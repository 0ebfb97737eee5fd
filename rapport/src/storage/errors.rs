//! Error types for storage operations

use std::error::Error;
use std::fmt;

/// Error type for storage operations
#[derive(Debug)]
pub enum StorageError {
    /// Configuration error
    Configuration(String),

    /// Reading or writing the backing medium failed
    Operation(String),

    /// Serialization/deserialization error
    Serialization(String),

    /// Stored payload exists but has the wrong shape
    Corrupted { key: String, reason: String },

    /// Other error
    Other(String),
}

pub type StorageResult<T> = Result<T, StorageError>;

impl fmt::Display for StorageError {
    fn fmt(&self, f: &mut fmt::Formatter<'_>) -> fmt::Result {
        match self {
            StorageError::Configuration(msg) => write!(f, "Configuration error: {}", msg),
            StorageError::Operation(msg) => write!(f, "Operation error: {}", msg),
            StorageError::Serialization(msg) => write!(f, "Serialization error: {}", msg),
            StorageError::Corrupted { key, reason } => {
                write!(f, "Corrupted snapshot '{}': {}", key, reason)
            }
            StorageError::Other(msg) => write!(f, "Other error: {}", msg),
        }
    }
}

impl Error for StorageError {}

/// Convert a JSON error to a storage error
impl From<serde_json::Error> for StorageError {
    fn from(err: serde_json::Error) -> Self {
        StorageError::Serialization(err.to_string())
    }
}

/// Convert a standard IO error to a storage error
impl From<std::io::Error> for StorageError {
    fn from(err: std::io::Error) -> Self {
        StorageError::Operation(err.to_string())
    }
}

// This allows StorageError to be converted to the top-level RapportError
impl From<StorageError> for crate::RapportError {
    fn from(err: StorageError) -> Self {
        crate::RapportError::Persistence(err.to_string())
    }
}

****

#### Task prompt:
Each line must be given again exactly as written above.

#### Problem solution:
repository 0ebfb97737eee5fd
filename rapport/src/storage/errors.rs
//! Error types for storage operations

use std::error::Error;
use std::fmt;

/// Error type for storage operations
#[derive(Debug)]
pub enum StorageError {
    /// Configuration error
    Configuration(String),

    /// Reading or writing the backing medium failed
    Operation(String),

    /// Serialization/deserialization error
    Serialization(String),

    /// Stored payload exists but has the wrong shape
    Corrupted { key: String, reason: String },

    /// Other error
    Other(String),
}

pub type StorageResult<T> = Result<T, StorageError>;

impl fmt::Display for StorageError {
    fn fmt(&self, f: &mut fmt::Formatter<'_>) -> fmt::Result {
        match self {
            StorageError::Configuration(msg) => write!(f, "Configuration error: {}", msg),
            StorageError::Operation(msg) => write!(f, "Operation error: {}", msg),
            StorageError::Serialization(msg) => write!(f, "Serialization error: {}", msg),
            StorageError::Corrupted { key, reason } => {
                write!(f, "Corrupted snapshot '{}': {}", key, reason)
            }
            StorageError::Other(msg) => write!(f, "Other error: {}", msg),
        }
    }
}

impl Error for StorageError {}

/// Convert a JSON error to a storage error
impl From<serde_json::Error> for StorageError {
    fn from(err: serde_json::Error) -> Self {
        StorageError::Serialization(err.to_string())
    }
}

/// Convert a standard IO error to a storage error
impl From<std::io::Error> for StorageError {
    fn from(err: std::io::Error) -> Self {
        StorageError::Operation(err.to_string())
    }
}

// This allows StorageError to be converted to the top-level RapportError
impl From<StorageError> for crate::RapportError {
    fn from(err: StorageError) -> Self {
        crate::RapportError::Persistence(err.to_string())
    }
}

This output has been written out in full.